Thursday, February 19, 2015

Fail Often. Fail Fast.

It is not the critic who counts; not the man who points out how the strong man stumbles, or where the doer of deeds could have done them better. The credit belongs to the man who is actually in the arena, whose face is marred by dust and sweat and blood; who strives valiantly; who errs, who comes short again and again, because there is no effort without error and shortcoming; but who does actually strive to do the deeds; who knows great enthusiasms, the great devotions; who spends himself in a worthy cause; who at the best knows in the end the triumph of high achievement, and who at the worst, if he fails, at least fails while daring greatly, so that his place shall never be with those cold and timid souls who neither know victory nor defeat. ~ Theodore Roosevelt 

I am working on mastering failure. For a long time I wanted to avoid failure and what happened was I failed any way. I would avoid taking some risk or get stuck in a position of non-action and everything would fall apart. Whether "paralysis by analysis" or "mental mastubation", over thinking or procrastination, it always led back to fear of failure.

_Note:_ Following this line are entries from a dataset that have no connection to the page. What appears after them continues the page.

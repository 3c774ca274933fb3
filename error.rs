use thiserror::Error;

use crate::types::Id;

/// Custom error types for SecureFS operations
#[derive(Debug, Error)]
pub enum SecureFsError {
    /// Tag verification failed; no plaintext is released for this block
    #[error("authentication failed for object {id} block {block}")]
    AuthenticationFailure { id: Id, block: u64 },

    /// Requested key expansion output is longer than HKDF can produce
    #[error("requested {requested} bytes of key material, at most {max} supported")]
    LengthExceeded { requested: usize, max: usize },

    /// A name that does not parse as a 32-byte hex identifier
    #[error("malformed identifier: {0}")]
    MalformedIdentifier(String),

    /// Fixed-width value built from a slice of the wrong length
    #[error("invalid length: expected {expected} bytes, got {actual}")]
    InvalidLength { expected: usize, actual: usize },

    /// Plaintext handed to the block codec exceeds one block
    #[error("block of {0} bytes exceeds the block size")]
    BlockTooLarge(usize),

    /// Key derivation parameters that cannot be honoured
    #[error("invalid parameter: {0}")]
    InvalidParameter(String),

    /// Write attempted on a read-only mount
    #[error("mount is read-only")]
    ReadOnly,

    /// Key-related errors (wrong password, corrupted key file)
    #[error("Key error: {0}")]
    Key(String),

    /// Underlying byte store and I/O errors
    #[error("Storage error: {0}")]
    Storage(String),

    /// On-disk format errors (version mismatch, corrupted records)
    #[error("Format error: {0}")]
    Format(String),
}

impl SecureFsError {
    pub fn key(msg: impl Into<String>) -> Self {
        Self::Key(msg.into())
    }

    pub fn storage(msg: impl Into<String>) -> Self {
        Self::Storage(msg.into())
    }

    pub fn format(msg: impl Into<String>) -> Self {
        Self::Format(msg.into())
    }

    pub fn invalid_parameter(msg: impl Into<String>) -> Self {
        Self::InvalidParameter(msg.into())
    }

    /// True for integrity failures, which callers must treat as corruption
    pub fn is_authentication_failure(&self) -> bool {
        matches!(self, Self::AuthenticationFailure { .. })
    }
}

impl From<std::io::Error> for SecureFsError {
    fn from(err: std::io::Error) -> Self {
        Self::Storage(err.to_string())
    }
}

impl From<serde_json::Error> for SecureFsError {
    fn from(err: serde_json::Error) -> Self {
        Self::Format(err.to_string())
    }
}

If a baseball player fails 2 out of 3 times per game he is an all-star and hall-of-famer batting .333. 

If an NBA player misses half of his shots he is an all-star and hall of famer (only 127 players have ever averaged over 50% accuracy from the field) 

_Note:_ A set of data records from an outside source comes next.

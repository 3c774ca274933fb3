//! HMAC-SHA256, the one keyed primitive behind block tags and HKDF.

use hmac::{Hmac, Mac};
use sha2::Sha256;

use crate::MAC_LENGTH;

type HmacSha256 = Hmac<Sha256>;

/// An HMAC-SHA256 authentication tag
pub type Tag = [u8; MAC_LENGTH];

fn keyed(key: &[u8]) -> HmacSha256 {
    // HMAC accepts keys of any length
    <HmacSha256 as Mac>::new_from_slice(key)
        .expect("BUG: HMAC-SHA256 accepts keys of any length, this should never fail")
}

pub fn mac(key: &[u8], message: &[u8]) -> Tag {
    mac_parts(key, &[message])
}

/// MAC over the concatenation of `parts`, without building the concatenation
pub fn mac_parts(key: &[u8], parts: &[&[u8]]) -> Tag {
    let mut h = keyed(key);
    for part in parts {
        h.update(part);
    }
    h.finalize().into_bytes().into()
}

/// Constant-time tag check
pub fn verify_mac(key: &[u8], message: &[u8], tag: &[u8]) -> bool {
    verify_mac_parts(key, &[message], tag)
}

pub fn verify_mac_parts(key: &[u8], parts: &[&[u8]], tag: &[u8]) -> bool {
    if tag.len() != MAC_LENGTH {
        return false;
    }
    let mut h = keyed(key);
    for part in parts {
        h.update(part);
    }
    h.verify_slice(tag).is_ok()
}
//! Underlying byte stores.
//!
//! The engine never touches paths itself; it hands serialized block records to
//! a [`BlockStore`] and asks it for them back. [`MemoryStore`] keeps
//! everything in process, [`DirStore`] lays objects out on disk.
//!
//! ## DirStore Layout
//!
//! ```text
//! <root>/<id hex 0..2>/<id hex 2..64>        block records, record i at i * 4128
//! <root>/<id hex 0..2>/<id hex 2..64>.meta   {"logical_size": N}
//! ```

use std::collections::{BTreeMap, HashMap};
use std::fs::{self, File, OpenOptions};
use std::io::{ErrorKind, Read, Seek, SeekFrom, Write};
use std::path::{Path, PathBuf};
use std::sync::RwLock;

use tracing::debug;

use crate::error::SecureFsError;
use crate::metadata::ObjectMetadata;
use crate::types::Id;
use crate::{Result, RECORD_LENGTH};

/// Storage collaborator for block records and logical sizes.
pub trait BlockStore: Send + Sync {
    /// Record bytes for a block, or `None` if it was never stored
    fn get_block(&self, id: &Id, index: u64) -> Result<Option<Vec<u8>>>;

    fn put_block(&self, id: &Id, index: u64, record: &[u8]) -> Result<()>;

    /// Logical size, or `None` for an unknown object
    fn get_logical_size(&self, id: &Id) -> Result<Option<u64>>;

    fn set_logical_size(&self, id: &Id, size: u64) -> Result<()>;

    /// Number of block slots physically present for the object
    fn stored_blocks(&self, id: &Id) -> Result<u64>;
}

fn check_record(record: &[u8]) -> Result<()> {
    if record.len() != RECORD_LENGTH {
        return Err(SecureFsError::InvalidLength {
            expected: RECORD_LENGTH,
            actual: record.len(),
        });
    }
    Ok(())
}

#[derive(Default)]
struct MemoryObject {
    blocks: BTreeMap<u64, Vec<u8>>,
    logical_size: Option<u64>,
}

/// In-process store, for tests and embedding.
#[derive(Default)]
pub struct MemoryStore {
    objects: RwLock<HashMap<Id, MemoryObject>>,
}

fn poisoned<T>(_: T) -> SecureFsError {
    SecureFsError::storage("memory store lock poisoned")
}

impl MemoryStore {
    pub fn new() -> Self {
        Self::default()
    }

    pub fn ids(&self) -> Result<Vec<Id>> {
        let objects = self.objects.read().map_err(poisoned)?;
        Ok(objects.keys().copied().collect())
    }

    /// Direct mutable access to a stored record, for corruption tests
    pub fn with_block_mut<R>(
        &self,
        id: &Id,
        index: u64,
        f: impl FnOnce(&mut Vec<u8>) -> R,
    ) -> Result<Option<R>> {
        let mut objects = self.objects.write().map_err(poisoned)?;
        Ok(objects
            .get_mut(id)
            .and_then(|o| o.blocks.get_mut(&index))
            .map(f))
    }
}

impl BlockStore for MemoryStore {
    fn get_block(&self, id: &Id, index: u64) -> Result<Option<Vec<u8>>> {
        let objects = self.objects.read().map_err(poisoned)?;
        Ok(objects.get(id).and_then(|o| o.blocks.get(&index)).cloned())
    }

    fn put_block(&self, id: &Id, index: u64, record: &[u8]) -> Result<()> {
        check_record(record)?;
        let mut objects = self.objects.write().map_err(poisoned)?;
        objects
            .entry(*id)
            .or_default()
            .blocks
            .insert(index, record.to_vec());
        Ok(())
    }

    fn get_logical_size(&self, id: &Id) -> Result<Option<u64>> {
        let objects = self.objects.read().map_err(poisoned)?;
        Ok(objects.get(id).and_then(|o| o.logical_size))
    }

    fn set_logical_size(&self, id: &Id, size: u64) -> Result<()> {
        let mut objects = self.objects.write().map_err(poisoned)?;
        objects.entry(*id).or_default().logical_size = Some(size);
        Ok(())
    }

    fn stored_blocks(&self, id: &Id) -> Result<u64> {
        let objects = self.objects.read().map_err(poisoned)?;
        Ok(objects
            .get(id)
            .and_then(|o| o.blocks.keys().next_back())
            .map_or(0, |last| last + 1))
    }
}

/// Directory-backed store: one file of fixed-size records per object.
pub struct DirStore {
    root: PathBuf,
}

impl DirStore {
    pub fn new(root: impl Into<PathBuf>) -> Self {
        Self { root: root.into() }
    }

    pub fn root(&self) -> &Path {
        &self.root
    }

    /// Path of an object's record file
    pub fn object_path(&self, id: &Id) -> PathBuf {
        let hex = id.to_hex();
        self.root.join(&hex[..2]).join(&hex[2..])
    }

    fn open_for_write(&self, id: &Id) -> Result<File> {
        let path = self.object_path(id);
        if let Some(parent) = path.parent() {
            fs::create_dir_all(parent)?;
        }
        Ok(OpenOptions::new()
            .read(true)
            .write(true)
            .create(true)
            .truncate(false)
            .open(&path)?)
    }

    fn file_len(&self, id: &Id) -> Result<Option<u64>> {
        match fs::metadata(self.object_path(id)) {
            Ok(m) => Ok(Some(m.len())),
            Err(e) if e.kind() == ErrorKind::NotFound => Ok(None),
            Err(e) => Err(e.into()),
        }
    }
}

fn record_offset(index: u64) -> Result<u64> {
    index
        .checked_mul(RECORD_LENGTH as u64)
        .ok_or_else(|| SecureFsError::storage(format!("block index {index} out of range")))
}

impl BlockStore for DirStore {
    fn get_block(&self, id: &Id, index: u64) -> Result<Option<Vec<u8>>> {
        let path = self.object_path(id);
        let mut file = match File::open(&path) {
            Ok(f) => f,
            Err(e) if e.kind() == ErrorKind::NotFound => return Ok(None),
            Err(e) => return Err(e.into()),
        };
        let offset = record_offset(index)?;
        let len = file.metadata()?.len();
        // A short trailing record is treated as absent
        if len < offset.saturating_add(RECORD_LENGTH as u64) {
            return Ok(None);
        }
        file.seek(SeekFrom::Start(offset))?;
        let mut record = vec![0u8; RECORD_LENGTH];
        file.read_exact(&mut record)?;
        Ok(Some(record))
    }

    fn put_block(&self, id: &Id, index: u64, record: &[u8]) -> Result<()> {
        check_record(record)?;
        let offset = record_offset(index)?;
        let mut file = self.open_for_write(id)?;
        file.seek(SeekFrom::Start(offset))?;
        file.write_all(record)?;
        debug!(id = %id, block = index, "stored block record");
        Ok(())
    }

    fn get_logical_size(&self, id: &Id) -> Result<Option<u64>> {
        let meta_path = ObjectMetadata::path_for(&self.object_path(id));
        Ok(ObjectMetadata::load(&meta_path)?.map(|m| m.logical_size))
    }

    fn set_logical_size(&self, id: &Id, size: u64) -> Result<()> {
        let path = self.object_path(id);
        if let Some(parent) = path.parent() {
            fs::create_dir_all(parent)?;
        }
        ObjectMetadata { logical_size: size }.store(&ObjectMetadata::path_for(&path))
    }

    fn stored_blocks(&self, id: &Id) -> Result<u64> {
        Ok(self.file_len(id)?.map_or(0, |len| len / RECORD_LENGTH as u64))
    }
}

#[cfg(test)]
mod tests {
    use super::*;
    use tempfile::TempDir;

    fn record(fill: u8) -> Vec<u8> {
        vec![fill; RECORD_LENGTH]
    }

    #[test]
    fn test_memory_store_blocks() {
        let store = MemoryStore::new();
        let id = Id::from_bytes([1; 32]);
        assert_eq!(store.get_block(&id, 0).unwrap(), None);
        assert_eq!(store.stored_blocks(&id).unwrap(), 0);

        store.put_block(&id, 2, &record(7)).unwrap();
        assert_eq!(store.get_block(&id, 2).unwrap(), Some(record(7)));
        assert_eq!(store.get_block(&id, 1).unwrap(), None);
        assert_eq!(store.stored_blocks(&id).unwrap(), 3);
    }

    #[test]
    fn test_memory_store_rejects_bad_record() {
        let store = MemoryStore::new();
        let id = Id::from_bytes([1; 32]);
        assert!(store.put_block(&id, 0, &[0u8; 10]).is_err());
    }

    #[test]
    fn test_memory_store_sizes() {
        let store = MemoryStore::new();
        let id = Id::from_bytes([1; 32]);
        assert_eq!(store.get_logical_size(&id).unwrap(), None);
        store.set_logical_size(&id, 99).unwrap();
        assert_eq!(store.get_logical_size(&id).unwrap(), Some(99));
        assert_eq!(store.ids().unwrap(), vec![id]);
    }

    #[test]
    fn test_dir_store_layout() {
        let tmp = TempDir::new().unwrap();
        let store = DirStore::new(tmp.path());
        let id = Id::from_bytes([0xAB; 32]);

        store.put_block(&id, 0, &record(1)).unwrap();
        store.set_logical_size(&id, 10).unwrap();

        let path = store.object_path(&id);
        assert_eq!(path, tmp.path().join("ab").join("ab".repeat(31)));
        assert_eq!(fs::metadata(&path).unwrap().len(), RECORD_LENGTH as u64);
        assert!(tmp
            .path()
            .join("ab")
            .join(format!("{}.meta", "ab".repeat(31)))
            .exists());
    }

    #[test]
    fn test_dir_store_sparse_gap_reads_zero_record() {
        let tmp = TempDir::new().unwrap();
        let store = DirStore::new(tmp.path());
        let id = Id::from_bytes([3; 32]);

        store.put_block(&id, 2, &record(5)).unwrap();
        assert_eq!(store.stored_blocks(&id).unwrap(), 3);
        assert_eq!(store.get_block(&id, 2).unwrap(), Some(record(5)));
        // The gap the filesystem filled in comes back as zeros
        assert_eq!(store.get_block(&id, 0).unwrap(), Some(record(0)));
        assert_eq!(store.get_block(&id, 3).unwrap(), None);
    }

    #[test]
    fn test_dir_store_missing_object() {
        let tmp = TempDir::new().unwrap();
        let store = DirStore::new(tmp.path());
        let id = Id::from_bytes([4; 32]);
        assert_eq!(store.get_block(&id, 0).unwrap(), None);
        assert_eq!(store.get_logical_size(&id).unwrap(), None);
        assert_eq!(store.stored_blocks(&id).unwrap(), 0);
    }

    #[test]
    fn test_dir_store_overwrite() {
        let tmp = TempDir::new().unwrap();
        let store = DirStore::new(tmp.path());
        let id = Id::from_bytes([6; 32]);
        store.put_block(&id, 0, &record(1)).unwrap();
        store.put_block(&id, 1, &record(2)).unwrap();
        store.put_block(&id, 0, &record(3)).unwrap();
        assert_eq!(store.get_block(&id, 0).unwrap(), Some(record(3)));
        assert_eq!(store.get_block(&id, 1).unwrap(), Some(record(2)));
    }
}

So, what is the big deal with failure anyway? I've been failing since I was a infant. I had to fall down a hundred or thousand times before I could walk. If I had just sat there and been afraid to walk I'd still be sitting there and medically labeled ~ Failure to Thrive.

Somewhere along the way growing up I learned form the world that "failure" was bad or painful and as such it was something I did not want to experience. It makes sense that there are bad, painful things I want to avoid in general, like touching a hot stove. Failure doesn't always end up with me burning my fingers or going to hospital though. 

At some point in childhood I failed and someone laughed at me, made fun of me, called me a loser or was upset with me. As a result, I either punched them in the face or shrank away and quit. For a long time in my childhood I would get angry and try harder, I would not quit, I would work to prove the naysayers wrong. Of course, this was always pretty much in the context of sports and the playground. 

As I got older and life switched from the playground to the world of business, I had developed some subconsious programming which made me afraid to fail and disappoint others. I developed internal definitions of failure and success based off experience. I adopted viewpoints from the external world based on others' opinions and reactions to me. 

Success became based on money, material possessions, making more revenue, increasing sales, making payroll, growing businesses, giving people raises and a ton of things I really have little control over. As the business owner it is believed I have all the control, the answers and know what to do. Most honest business owners and entreprenuers will admit - I really have no clue most of the time, I don't know what to do, I can't predict the future, I don't have the perfect answer and I have some level fear of the unknown most the time.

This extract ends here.